Country house, Cronody, Co. Cork
Co. Cork |
Main Houses
By 1842, the Ordnance Survey mapped it simply as 'Cronodymore (in ruins)', which is a quietly damning epitaph for a house that had once been a fairly substantial presence in the Cork countryside.
Built around 1716, the original structure was described by the writer Gillman in 1895 as sixty feet across the front, twenty-five feet deep, three storeys high, and finished with a chimney at each of its four corners, a compact but deliberate piece of early eighteenth-century domestic architecture. What makes its origins particularly curious is the source of its building material: stone was taken from the nearby Inishleena Abbey, a medieval monastic site whose fabric was systematically dismantled to raise the new house. Recycling stonework from older ecclesiastical or defensive structures was common practice in Ireland during this period, but it does give Cronody a layered quality, two histories folded into one set of walls.
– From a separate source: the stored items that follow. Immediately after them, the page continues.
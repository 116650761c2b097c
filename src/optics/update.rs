//! Writing through a lens.
//!
//! [`update`] replaces every location a lens focuses with the result of a
//! transform. [`set`] and [`append`] are updates with a fixed transform.
//!
//! # Write-back
//!
//! Each child is reached through an exclusive borrow of its slot in the
//! parent container. The focused value is moved out of that slot, transformed,
//! and written back before the next sibling is visited, so a parent always
//! observes the writes made beneath it within one pass.
//!
//! # Failure
//!
//! Updates are not transactional. If a traversal fails partway, say on the
//! third of five list elements, the first two elements keep their new values.
//! Wrap the work in [`transaction`] to get all-or-nothing behavior.
//!
//! A lens containing [`Step::Keys`] is rejected with
//! [`LensError::UnsupportedOperation`] before anything is written.
//!
//! # Examples
//!
//! ```
//! use pathlens::optics::{EACH, key, set, update, view, View};
//! use pathlens::value::Value;
//! use pathlens::{dict, lens, list};
//!
//! let mut document = list![dict! { "x" => 1, "y" => 1 }, dict! { "x" => 2, "y" => 2 }];
//! let xs = lens![EACH, key("x")];
//!
//! update(&mut document, &xs, |x| Value::from(x.as_i64().unwrap_or(0) * 10)).unwrap();
//! assert_eq!(view(&document, &xs).unwrap(), View::Many(vec![10.into(), 20.into()]));
//!
//! set(&mut document, &xs, Value::from(3)).unwrap();
//! assert_eq!(document, list![dict! { "x" => 3, "y" => 1 }, dict! { "x" => 3, "y" => 2 }]);
//! ```

use crate::error::LensError;
use crate::optics::lens::Lens;
use crate::optics::step::Step;
use crate::value::{Shape, Value};

/// Applies `modify` to every location `steps` focuses under `current`.
///
/// `position` is the index of `steps[0]` within the whole lens.
fn modify_at<F>(
    current: &mut Value,
    steps: &[Step],
    position: usize,
    modify: &mut F,
) -> Result<(), LensError>
where
    F: FnMut(&mut Value) -> Result<(), LensError>,
{
    let Some((step, rest)) = steps.split_first() else {
        return modify(current);
    };
    let stamp = |error: LensError| error.at_step(position);

    match step {
        Step::Key(name) => {
            let child = current.dict_get_mut(name).map_err(stamp)?;
            modify_at(child, rest, position + 1, modify)
        }
        Step::Index(index) => {
            let child = current.list_get_mut(*index).map_err(stamp)?;
            modify_at(child, rest, position + 1, modify)
        }
        Step::Each => {
            let found = current.shape();
            let Value::List(elements) = current else {
                return Err(stamp(Shape::List.mismatch(found)));
            };
            elements
                .iter_mut()
                .try_for_each(|element| modify_at(element, rest, position + 1, modify))
        }
        Step::Values => {
            let found = current.shape();
            let Value::Dict(entries) = current else {
                return Err(stamp(Shape::Dict.mismatch(found)));
            };
            entries
                .values_mut()
                .try_for_each(|value| modify_at(value, rest, position + 1, modify))
        }
        Step::Keys => Err(LensError::UnsupportedOperation {
            operation: "update",
            step: Step::Keys,
        }),
    }
}

fn reject_read_only(lens: &Lens, operation: &'static str) -> Result<(), LensError> {
    match lens.steps().iter().find(|step| matches!(step, Step::Keys)) {
        Some(step) => Err(LensError::UnsupportedOperation {
            operation,
            step: step.clone(),
        }),
        None => Ok(()),
    }
}

fn run<'a, F>(
    root: &'a mut Value,
    lens: &Lens,
    operation: &'static str,
    mut modify: F,
) -> Result<&'a mut Value, LensError>
where
    F: FnMut(&mut Value) -> Result<(), LensError>,
{
    reject_read_only(lens, operation)?;
    if let Err(error) = modify_at(root, lens.steps(), 0, &mut modify) {
        tracing::debug!(
            %error,
            operation,
            "lens write aborted; earlier targets keep their new values"
        );
        return Err(error);
    }
    Ok(root)
}

/// Replaces every location `lens` focuses with `transform` of its current value.
///
/// With the identity lens the root itself is replaced.
///
/// # Errors
///
/// - [`LensError::UnsupportedOperation`] if `lens` contains a `Keys` step
/// - [`LensError::Shape`], [`LensError::KeyNotFound`], [`LensError::IndexOutOfRange`]
///   when descent fails
#[tracing::instrument(level = "trace", skip_all, fields(lens = %lens))]
pub fn update<'a, F>(
    root: &'a mut Value,
    lens: &Lens,
    mut transform: F,
) -> Result<&'a mut Value, LensError>
where
    F: FnMut(Value) -> Value,
{
    run(root, lens, "update", |slot| {
        let current = std::mem::take(slot);
        *slot = transform(current);
        Ok(())
    })
}

/// Replaces every location `lens` focuses with a copy of `value`.
///
/// # Errors
///
/// See [`update`].
#[tracing::instrument(level = "trace", skip_all, fields(lens = %lens))]
pub fn set<'a>(
    root: &'a mut Value,
    lens: &Lens,
    value: Value,
) -> Result<&'a mut Value, LensError> {
    run(root, lens, "set", |slot| {
        slot.clone_from(&value);
        Ok(())
    })
}

/// Pushes a copy of `element` onto every list `lens` focuses.
///
/// # Errors
///
/// See [`update`]. Additionally [`LensError::Shape`] if a focused value is
/// not a list; targets visited before it keep the appended element.
#[tracing::instrument(level = "trace", skip_all, fields(lens = %lens))]
pub fn append<'a>(
    root: &'a mut Value,
    lens: &Lens,
    element: Value,
) -> Result<&'a mut Value, LensError> {
    run(root, lens, "append", |slot| slot.list_append(element.clone()))
}

/// Runs `body` against a scratch copy of `root` and commits it only on success.
///
/// On error `root` is left exactly as it was.
///
/// # Errors
///
/// Whatever `body` returns.
///
/// # Examples
///
/// ```
/// use pathlens::optics::{EACH, append, transaction};
/// use pathlens::value::Value;
/// use pathlens::list;
///
/// let mut document = list![list![1], Value::from("not a list"), list![2]];
/// let result = transaction(&mut document, |scratch| {
///     append(scratch, &EACH, Value::from(0))?;
///     Ok(())
/// });
///
/// assert!(result.is_err());
/// assert_eq!(document, list![list![1], Value::from("not a list"), list![2]]);
/// ```
pub fn transaction<F, T>(root: &mut Value, body: F) -> Result<T, LensError>
where
    F: FnOnce(&mut Value) -> Result<T, LensError>,
{
    let mut scratch = root.clone();
    match body(&mut scratch) {
        Ok(output) => {
            *root = scratch;
            Ok(output)
        }
        Err(error) => {
            tracing::debug!(%error, "lens transaction rolled back");
            Err(error)
        }
    }
}

impl Lens {
    /// Replaces every focused location with `transform` of its current value.
    ///
    /// # Errors
    ///
    /// See [`update`].
    pub fn update<'a, F>(
        &self,
        root: &'a mut Value,
        transform: F,
    ) -> Result<&'a mut Value, LensError>
    where
        F: FnMut(Value) -> Value,
    {
        update(root, self, transform)
    }

    /// Replaces every focused location with a copy of `value`.
    ///
    /// # Errors
    ///
    /// See [`update`].
    pub fn set<'a>(&self, root: &'a mut Value, value: Value) -> Result<&'a mut Value, LensError> {
        set(root, self, value)
    }

    /// Pushes a copy of `element` onto every focused list.
    ///
    /// # Errors
    ///
    /// See [`append`].
    pub fn append<'a>(
        &self,
        root: &'a mut Value,
        element: Value,
    ) -> Result<&'a mut Value, LensError> {
        append(root, self, element)
    }
}
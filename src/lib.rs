//! # pathlens
//!
//! Path-based lenses for viewing and updating nested values built from
//! lists and dicts.
//!
//! ## Overview
//!
//! - **Values**: [`value::Value`] is a list, an insertion-ordered dict, or a scalar leaf
//! - **Lenses**: [`optics::Lens`] is an immutable path of steps, built with
//!   [`optics::key`], [`optics::index`], [`optics::lens`], [`optics::compose`] and the
//!   traversal constants [`optics::EACH`], [`optics::KEYS`], [`optics::VALUES`]
//! - **Engine**: [`optics::view`] reads every focused location;
//!   [`optics::update`], [`optics::set`] and [`optics::append`] write them in place
//! - **Errors**: every failure is an [`error::LensError`]
//!
//! ## Feature Flags
//!
//! - `serde`: `Serialize`/`Deserialize` for values, steps and lenses
//!
//! ## Example
//!
//! ```rust
//! use pathlens::prelude::*;
//! use pathlens::{dict, lens, list};
//!
//! let mut document = list![dict! { "x" => 1, "y" => 1 }, dict! { "x" => 2, "y" => 2 }];
//! let xs = lens![EACH, key("x")];
//!
//! assert_eq!(view(&document, &xs).unwrap(), View::Many(vec![1.into(), 2.into()]));
//!
//! set(&mut document, &xs, Value::from(3)).unwrap();
//! assert_eq!(document, list![dict! { "x" => 3, "y" => 1 }, dict! { "x" => 3, "y" => 2 }]);
//! ```

#![forbid(unsafe_code)]
#![warn(missing_docs)]
#![warn(clippy::all)]
#![warn(clippy::pedantic)]
#![warn(clippy::nursery)]

/// Prelude module for convenient imports.
///
/// # Usage
///
/// ```rust
/// use pathlens::prelude::*;
/// ```
pub mod prelude {
    pub use crate::error::*;
    pub use crate::optics::*;
    pub use crate::value::*;
}

pub mod error;
pub mod optics;
pub mod value;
The house came with a small world arranged around it. To the south, on higher ground, the remains of a dovecote still survive; dovecotes were practical structures where pigeons were kept as a reliable source of fresh meat and eggs, and their presence on an estate generally indicated a household of some standing. Further south still, overlooking the river, a tea-house was constructed around the same time as the main house, around 1716, a small pleasure building of the kind fashionable among the gentry of the period. By 1894 only its foundations remained. That same year, during some kind of ground disturbance to the rear of the house, six masonry vats came to light, the remnants of a cider-making operation. Six vats suggests production well beyond domestic use, hinting at an estate economy in which the orchard and the press were as important as any formal garden feature. The present house on the site is a later replacement, a three-bay, two-storey gable-ended building of late nineteenth-century appearance, built close to where the earlier structure stood.